Chapter 11: Assessments of Theistic Evolution

Some of the same intellectual heavy-hitters who have introduced us to the wonders of life at the molecular level have strong opinions about ‘theistic evolution’. Their words are important, as these particular individuals are committed Christians and experts in their fields as well.

Michael Behe, in The Edge of Evolution1, addresses ‘theistic evolution’ in a manner that suggests he might well call it ‘the edge of Christianity’:

“How was the design of life accomplished? That’s a peculiarly contentious question. Some people (officially including the National Academy of Sciences) are willing to allow that the laws of nature may have been purposely fine-tuned for life by an intelligent agent, but they balk at considering further fine-tuning after the Big Bang because they would fret it would require ‘interference’ in the operation of nature. So they permit a designer just one shot, at the beginning – after that, hands off. For example, in The Plausibility of Life Marc Kirschner and John Gerhart hopefully quote a passage from an old article on evolution in the 1909 Catholic Encyclopedia: ‘God is the Creator of heaven and earth. If God produced the universe by a single creative act of His will, then its natural development by laws implanted in it by the Creator is to the greater glory of His Divine power and wisdom.’

“This line of thinking is known as ‘Theistic Evolution’. But its followers are just kidding themselves if they think it is compatible with Darwinism. First, to the extent that anyone – either God, Pope Mary’s physicist, or ‘any being. . . external to our universe responsible for selecting its properties’2 – set nature up in any way to ensure a particular outcome, then to that extent, although there may be evolution, there is no Darwinism. Darwin’s main contribution to science was to posit a mechanism for the unfolding of life that required no input from any intelligence – random variation and natural selection.
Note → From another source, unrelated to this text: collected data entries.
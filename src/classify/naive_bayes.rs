//! Gaussian Naive Bayes over dense feature rows.

use std::cmp::Ordering;
use std::f64::consts::PI;

use ndarray::{Array1, ArrayView1, Axis};

use crate::errors::{Result, SocialMeterError};
use crate::pipeline::traits::ClassifierBackend;

use super::{bad_param, training_matrix, ParamMap, ParamValue};

/// Per-class Gaussian statistics
#[derive(Debug, Clone)]
struct ClassStats {
    label: String,
    /// `ln P(class) - 0.5 * sum(ln(2 * pi * var))`
    log_norm: f64,
    means: Array1<f64>,
    variances: Array1<f64>,
}

/// Gaussian Naive Bayes Classifier
#[derive(Debug, Clone)]
pub struct GaussianNaiveBayes {
    /// Sorted by label
    classes: Vec<ClassStats>,
    n_features: usize,
    /// Added to every variance; scaled by the largest feature variance
    var_smoothing: f64,
}

impl Default for GaussianNaiveBayes {
    fn default() -> Self {
        Self::new()
    }
}

impl GaussianNaiveBayes {
    pub fn new() -> Self {
        Self {
            classes: Vec::new(),
            n_features: 0,
            var_smoothing: 1e-9,
        }
    }

    /// Set variance smoothing parameter
    pub fn with_var_smoothing(mut self, smoothing: f64) -> Self {
        self.var_smoothing = smoothing;
        self
    }

    /// Class labels seen during fitting, sorted
    pub fn classes(&self) -> Vec<&str> {
        self.classes.iter().map(|c| c.label.as_str()).collect()
    }

    fn joint_log_likelihood(&self, stats: &ClassStats, row: ArrayView1<f64>) -> f64 {
        let diff = &row - &stats.means;
        stats.log_norm - 0.5 * (&diff * &diff / &stats.variances).sum()
    }
}

impl ClassifierBackend for GaussianNaiveBayes {
    fn name(&self) -> &str {
        "gaussian_nb"
    }

    fn fit(&mut self, features: &[Vec<f64>], labels: &[String]) -> Result<()> {
        let x = training_matrix(features, labels)?;
        let (n_samples, n_features) = x.dim();

        let mut labels_sorted: Vec<&String> = labels.iter().collect();
        labels_sorted.sort();
        labels_sorted.dedup();

        // Floor the smoothing so constant features never give zero variance.
        let max_variance = x.var_axis(Axis(0), 0.0).fold(0.0, |m: f64, &v| m.max(v));
        let epsilon = (self.var_smoothing * max_variance).max(f64::MIN_POSITIVE.sqrt());

        let mut classes = Vec::with_capacity(labels_sorted.len());
        for label in labels_sorted {
            let rows: Vec<usize> = labels
                .iter()
                .enumerate()
                .filter(|(_, y)| *y == label)
                .map(|(i, _)| i)
                .collect();
            let class_x = x.select(Axis(0), &rows);
            let means = class_x
                .mean_axis(Axis(0))
                .ok_or_else(|| SocialMeterError::internal(format!("class '{label}' has no rows")))?;
            let variances = class_x.var_axis(Axis(0), 0.0) + epsilon;
            let log_prior = (rows.len() as f64 / n_samples as f64).ln();
            let log_norm = log_prior - 0.5 * variances.mapv(|v| (2.0 * PI * v).ln()).sum();
            classes.push(ClassStats {
                label: label.clone(),
                log_norm,
                means,
                variances,
            });
        }

        self.classes = classes;
        self.n_features = n_features;
        Ok(())
    }

    fn predict_one(&self, row: &[f64]) -> Result<String> {
        if self.classes.is_empty() {
            return Err(SocialMeterError::not_trained("gaussian_nb has not been fitted"));
        }
        if row.len() != self.n_features {
            return Err(SocialMeterError::data(format!(
                "expected {} features, got {}",
                self.n_features,
                row.len()
            )));
        }
        let row = ArrayView1::from(row);
        let best = self
            .classes
            .iter()
            .map(|stats| (stats, self.joint_log_likelihood(stats, row)))
            .fold(None::<(&ClassStats, f64)>, |best, (stats, ll)| match best {
                Some((_, best_ll)) if ll.partial_cmp(&best_ll) != Some(Ordering::Greater) => best,
                _ => Some((stats, ll)),
            });
        best.map(|(stats, _)| stats.label.clone())
            .ok_or_else(|| SocialMeterError::backend("no class could be scored"))
    }

    fn set_param(&mut self, name: &str, value: &ParamValue) -> Result<()> {
        match name {
            "var_smoothing" => match value.as_f64() {
                Some(v) if v >= 0.0 => {
                    self.var_smoothing = v;
                    Ok(())
                }
                _ => Err(bad_param(self.name(), name, value, "a non-negative number")),
            },
            other => Err(SocialMeterError::invalid_config(format!(
                "gaussian_nb has no parameter '{other}'"
            ))),
        }
    }

    fn params(&self) -> ParamMap {
        let mut params = ParamMap::new();
        params.insert("var_smoothing".into(), ParamValue::Float(self.var_smoothing));
        params
    }

    fn is_fitted(&self) -> bool {
        !self.classes.is_empty()
    }

    fn boxed_clone(&self) -> Box<dyn ClassifierBackend> {
        Box::new(self.clone())
    }
}

#[cfg(test)]
mod tests {
    use super::*;

    fn labels(ls: &[&str]) -> Vec<String> {
        ls.iter().map(|s| s.to_string()).collect()
    }

    #[test]
    fn test_separable_classes() {
        let x = vec![
            vec![0.0, 1.0],
            vec![0.2, 1.1],
            vec![0.1, 0.9],
            vec![5.0, 7.0],
            vec![5.2, 7.1],
            vec![4.9, 6.8],
        ];
        let y = labels(&["0", "0", "0", "1", "1", "1"]);
        let mut nb = GaussianNaiveBayes::new();
        nb.fit(&x, &y).unwrap();

        assert!(nb.is_fitted());
        assert_eq!(nb.classes(), vec!["0", "1"]);
        assert_eq!(nb.predict_one(&[0.1, 1.0]).unwrap(), "0");
        assert_eq!(nb.predict_one(&[5.1, 7.0]).unwrap(), "1");
        assert_eq!(nb.score(&x, &y).unwrap(), 1.0);
    }

    #[test]
    fn test_constant_feature_does_not_blow_up() {
        let x = vec![vec![1.0], vec![1.0], vec![2.0], vec![2.0]];
        let y = labels(&["a", "a", "b", "b"]);
        let mut nb = GaussianNaiveBayes::new();
        nb.fit(&x, &y).unwrap();
        assert_eq!(nb.predict_one(&[1.0]).unwrap(), "a");
        assert_eq!(nb.predict_one(&[2.0]).unwrap(), "b");
    }

    #[test]
    fn test_class_statistics() {
        let x = vec![vec![1.0, 10.0], vec![3.0, 10.0], vec![7.0, 0.0]];
        let y = labels(&["a", "a", "b"]);
        let mut nb = GaussianNaiveBayes::new().with_var_smoothing(0.0);
        nb.fit(&x, &y).unwrap();

        let a = &nb.classes[0];
        assert_eq!(a.means.to_vec(), vec![2.0, 10.0]);
        // population variance plus the smoothing floor
        assert!((a.variances[0] - 1.0).abs() < 1e-9);
        assert!(a.variances[1] > 0.0 && a.variances[1] < 1e-9);
        assert_eq!(nb.classes[1].means.to_vec(), vec![7.0, 0.0]);
    }

    #[test]
    fn test_predict_before_fit() {
        let nb = GaussianNaiveBayes::new();
        let err = nb.predict_one(&[1.0]).unwrap_err();
        assert!(matches!(err, SocialMeterError::NotTrained { .. }));
    }

    #[test]
    fn test_wrong_width_is_data_error() {
        let mut nb = GaussianNaiveBayes::new();
        nb.fit(&[vec![1.0, 2.0]], &labels(&["x"])).unwrap();
        assert!(nb.predict_one(&[1.0]).unwrap_err().is_data());
    }

    #[test]
    fn test_set_param() {
        let mut nb = GaussianNaiveBayes::new();
        nb.set_param("var_smoothing", &ParamValue::Float(1e-3)).unwrap();
        assert_eq!(nb.params()["var_smoothing"], ParamValue::Float(1e-3));
        assert!(nb.set_param("var_smoothing", &ParamValue::Float(-1.0)).is_err());
        assert!(nb.set_param("alpha", &ParamValue::Int(1)).is_err());
    }
}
If laws were ‘implanted’ into nature with the express knowledge that they would lead to intelligent life, then even if the results follow by ‘natural development,’ nonetheless, intelligent life is not a random result (although randomness may be responsible for other, unintended features of nature). Even if all the pool balls3 on the table followed natural laws after the cue struck the first ball, the final result of all the balls in the side pocket was not random. It was intended [via the specific arrangement of the balls on the pool table before the shot was made].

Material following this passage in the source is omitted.